• [Required work] Return each line exactly as written. Begin with the first line of the entries and end with the line that has "pub use amqp_sequence::AmqpSequence;".

[[ Data for the task open ]]

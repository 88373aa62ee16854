use std::ops::{Deref, DerefMut};

use oxamqp_codec::{
    described::Described,
    primitives::{Binary, OrderedMap, Symbol, Uuid},
    value::Value,
    Error,
};

pub mod map_builder;
use map_builder::MapBuilder;

mod section;
pub use section::{Section, SectionKind};

/// 3.2.1 Header
pub mod header;
pub use header::{Header, Priority};

/// 3.2.4 Properties
pub mod properties;
pub use properties::Properties;

/// 3.2.6 - 3.2.8 Body sections
mod data;
pub use data::Data;

mod amqp_sequence;
pub use amqp_sequence::AmqpSequence;

mod amqp_value;
pub use amqp_value::AmqpValue;

/// 3.2.10 Annotations
/// <type name="annotations" class="restricted" source="map"/>
pub type Annotations = OrderedMap<Symbol, Value>;

/// Unwraps a described section value, checking its descriptor
pub(crate) fn section_body(kind: SectionKind, value: Value) -> Result<Value, Error> {
    match value {
        Value::Described(described) if kind.matches(&described.descriptor) => Ok(described.value),
        Value::Described(described) => Err(Error::Validation {
            expected: kind.name().to_string(),
            found: described.descriptor.to_string(),
        }),
        other => Err(Error::Validation {
            expected: kind.name().to_string(),
            found: other.to_string(),
        }),
    }
}

pub(crate) fn described_section(kind: SectionKind, value: Value) -> Value {
    Value::from(Described::new(kind.descriptor(), value))
}

fn map_from_value<K>(
    kind: SectionKind,
    value: Value,
    key: impl Fn(Value) -> Result<K, Value>,
) -> Result<OrderedMap<K, Value>, Error>
where
    K: std::hash::Hash + Eq,
{
    let invalid = |found: Value| Error::Validation {
        expected: format!("{} entry", kind.name()),
        found: found.to_string(),
    };
    match section_body(kind, value)? {
        Value::Map(map) => map
            .into_iter()
            .map(|(k, v)| key(k).map(|k| (k, v)).map_err(invalid))
            .collect(),
        other => Err(invalid(other)),
    }
}

macro_rules! map_section {
    (
        $(#[$attr:meta])*
        $name:ident($key:ty), $kind:ident, $key_variant:ident
    ) => {
        $(#[$attr])*
        #[derive(Debug, Clone, Default, PartialEq, Eq)]
        pub struct $name(pub OrderedMap<$key, Value>);

        impl $name {
            /// Creates a builder
            pub fn builder() -> MapBuilder<$key, Value, Self> {
                MapBuilder::new()
            }
        }

        impl From<OrderedMap<$key, Value>> for $name {
            fn from(map: OrderedMap<$key, Value>) -> Self {
                Self(map)
            }
        }

        impl Deref for $name {
            type Target = OrderedMap<$key, Value>;

            fn deref(&self) -> &Self::Target {
                &self.0
            }
        }

        impl DerefMut for $name {
            fn deref_mut(&mut self) -> &mut Self::Target {
                &mut self.0
            }
        }

        impl Section for $name {
            const KIND: SectionKind = SectionKind::$kind;

            fn into_section_value(self) -> Result<Value, Error> {
                check_entries(Self::KIND, &self.0)?;
                let map = self
                    .0
                    .into_iter()
                    .map(|(k, v)| (Value::$key_variant(k.into()), v))
                    .collect();
                Ok(described_section(Self::KIND, Value::Map(map)))
            }

            fn from_section_value(value: Value) -> Result<Self, Error> {
                map_from_value(Self::KIND, value, |key| match key {
                    Value::$key_variant(key) => Ok(key.into()),
                    other => Err(other),
                })
                .map(Self)
            }
        }
    };
}

/// Application properties only carry simple values. Annotation values are
/// unrestricted.
fn check_entries<K>(kind: SectionKind, map: &OrderedMap<K, Value>) -> Result<(), Error> {
    if kind != SectionKind::ApplicationProperties {
        return Ok(());
    }
    for value in map.values() {
        if matches!(
            value,
            Value::Described(_) | Value::List(_) | Value::Map(_) | Value::Array(_)
        ) {
            return Err(Error::Validation {
                expected: "application property of a simple type".to_string(),
                found: value.type_name().to_string(),
            });
        }
    }
    Ok(())
}

map_section! {
    /// 3.2.2 Delivery Annotations
    /// <type name="delivery-annotations" class="restricted" source="annotations" provides="section">
    ///     <descriptor name="amqp:delivery-annotations:map" code="0x00000000:0x00000071"/>
    /// </type>
    DeliveryAnnotations(Symbol), DeliveryAnnotations, Symbol
}

map_section! {
    /// 3.2.3 Message Annotations
    /// <type name="message-annotations" class="restricted" source="annotations" provides="section">
    ///     <descriptor name="amqp:message-annotations:map" code="0x00000000:0x00000072"/>
    /// </type>
    MessageAnnotations(Symbol), MessageAnnotations, Symbol
}

map_section! {
    /// 3.2.5 Application Properties
    /// <type name="application-properties" class="restricted" source="map" provides="section">
    ///     <descriptor name="amqp:application-properties:map" code="0x00000000:0x00000074"/>
    /// </type>
    ApplicationProperties(String), ApplicationProperties, String
}

map_section! {
    /// 3.2.9 Footer
    /// Transport footers for a message.
    /// <type name="footer" class="restricted" source="annotations" provides="section">
    ///     <descriptor name="amqp:footer:map" code="0x00000000:0x00000078"/>
    /// </type>
    ///
    /// Entries keep their insertion order.
    Footer(Symbol), Footer, Symbol
}

/// 3.2.11 - 3.2.14 Message ID
#[derive(Debug, Clone, PartialEq, Eq, Hash)]
pub enum MessageId {
    /// 3.2.11 Message ID ULong
    /// <type name="message-id-ulong" class="restricted" source="ulong" provides="message-id"/>
    ULong(u64),

    /// 3.2.12 Message ID UUID
    /// <type name="message-id-uuid" class="restricted" source="uuid" provides="message-id"/>
    Uuid(Uuid),

    /// 3.2.13 Message ID Binary
    /// <type name="message-id-binary" class="restricted" source="binary" provides="message-id"/>
    Binary(Binary),

    /// 3.2.14 Message ID String
    /// <type name="message-id-string" class="restricted" source="string" provides="message-id"/>
    String(String),
}

impl From<u64> for MessageId {
    fn from(value: u64) -> Self {
        Self::ULong(value)
    }
}

impl From<Uuid> for MessageId {
    fn from(value: Uuid) -> Self {
        Self::Uuid(value)
    }
}

impl From<Binary> for MessageId {
    fn from(value: Binary) -> Self {
        Self::Binary(value)
    }
}

impl From<String> for MessageId {
    fn from(value: String) -> Self {
        Self::String(value)
    }
}

impl From<&str> for MessageId {
    fn from(value: &str) -> Self {
        Self::String(value.to_string())
    }
}

impl From<MessageId> for Value {
    fn from(value: MessageId) -> Self {
        match value {
            MessageId::ULong(v) => Value::ULong(v),
            MessageId::Uuid(v) => Value::Uuid(v),
            MessageId::Binary(v) => Value::Binary(v),
            MessageId::String(v) => Value::String(v),
        }
    }
}

impl TryFrom<Value> for MessageId {
    type Error = Value;

    fn try_from(value: Value) -> Result<Self, Self::Error> {
        match value {
            Value::ULong(v) => Ok(MessageId::ULong(v)),
            Value::Uuid(v) => Ok(MessageId::Uuid(v)),
            Value::Binary(v) => Ok(MessageId::Binary(v)),
            Value::String(v) => Ok(MessageId::String(v)),
            other => Err(other),
        }
    }
}

/// 3.2.15 Address String
/// Address of a node.
/// <type name="address-string" class="restricted" source="string" provides="address"/>
pub type Address = String;

/// 3.2.16 CONSTANTS
pub const MESSAGE_FORMAT: u32 = 0;

#[cfg(test)]
mod tests {
    use oxamqp_codec::{format_code::EncodingCodes, from_slice, to_vec, Value};

    use super::{ApplicationProperties, Footer, MessageAnnotations, Section};

    #[test]
    fn test_footer_keeps_insertion_order() {
        let footer = Footer::builder()
            .insert("z", Value::Long(1))
            .insert("a", Value::Long(2))
            .build();
        let keys: Vec<_> = footer.keys().map(|k| k.as_str()).collect();
        assert_eq!(keys, ["z", "a"]);
    }

    #[test]
    fn test_serialize_message_annotations() {
        let annotations = MessageAnnotations::builder()
            .insert("x-opt-a", Value::Bool(true))
            .build();
        let buf = to_vec(&annotations.into_section_value().unwrap()).unwrap();
        let mut expected = vec![
            EncodingCodes::DescribedType as u8,
            EncodingCodes::SmallULong as u8,
            0x72,
            EncodingCodes::Map8 as u8,
            11,
            2,
            EncodingCodes::Sym8 as u8,
            7,
        ];
        expected.extend_from_slice(b"x-opt-a");
        expected.push(EncodingCodes::BooleanTrue as u8);
        assert_eq!(buf, expected);
    }

    #[test]
    fn test_application_properties_round_trip() {
        let props = ApplicationProperties::builder()
            .insert("count", Value::Int(3))
            .insert("name", Value::from("x"))
            .build();
        let buf = to_vec(&props.clone().into_section_value().unwrap()).unwrap();
        let decoded = ApplicationProperties::from_section_value(from_slice(&buf).unwrap()).unwrap();
        assert_eq!(props, decoded);
    }

    #[test]
    fn test_application_properties_reject_compound_values() {
        let props = ApplicationProperties::builder()
            .insert("list", Value::from(vec![1i64]))
            .build();
        assert!(props.into_section_value().is_err());
    }

    #[test]
    fn test_section_with_other_descriptor_is_rejected() {
        let footer = Footer::default().into_section_value().unwrap();
        assert!(MessageAnnotations::from_section_value(footer).is_err());
    }
}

[[ Data for the task closed ]]

• [Written reply]
repository 88373aa62ee16854
use std::ops::{Deref, DerefMut};

use oxamqp_codec::{
    described::Described,
    primitives::{Binary, OrderedMap, Symbol, Uuid},
    value::Value,
    Error,
};

pub mod map_builder;
use map_builder::MapBuilder;

mod section;
pub use section::{Section, SectionKind};

/// 3.2.1 Header
pub mod header;
pub use header::{Header, Priority};

/// 3.2.4 Properties
pub mod properties;
pub use properties::Properties;

/// 3.2.6 - 3.2.8 Body sections
mod data;
pub use data::Data;

mod amqp_sequence;
pub use amqp_sequence::AmqpSequence;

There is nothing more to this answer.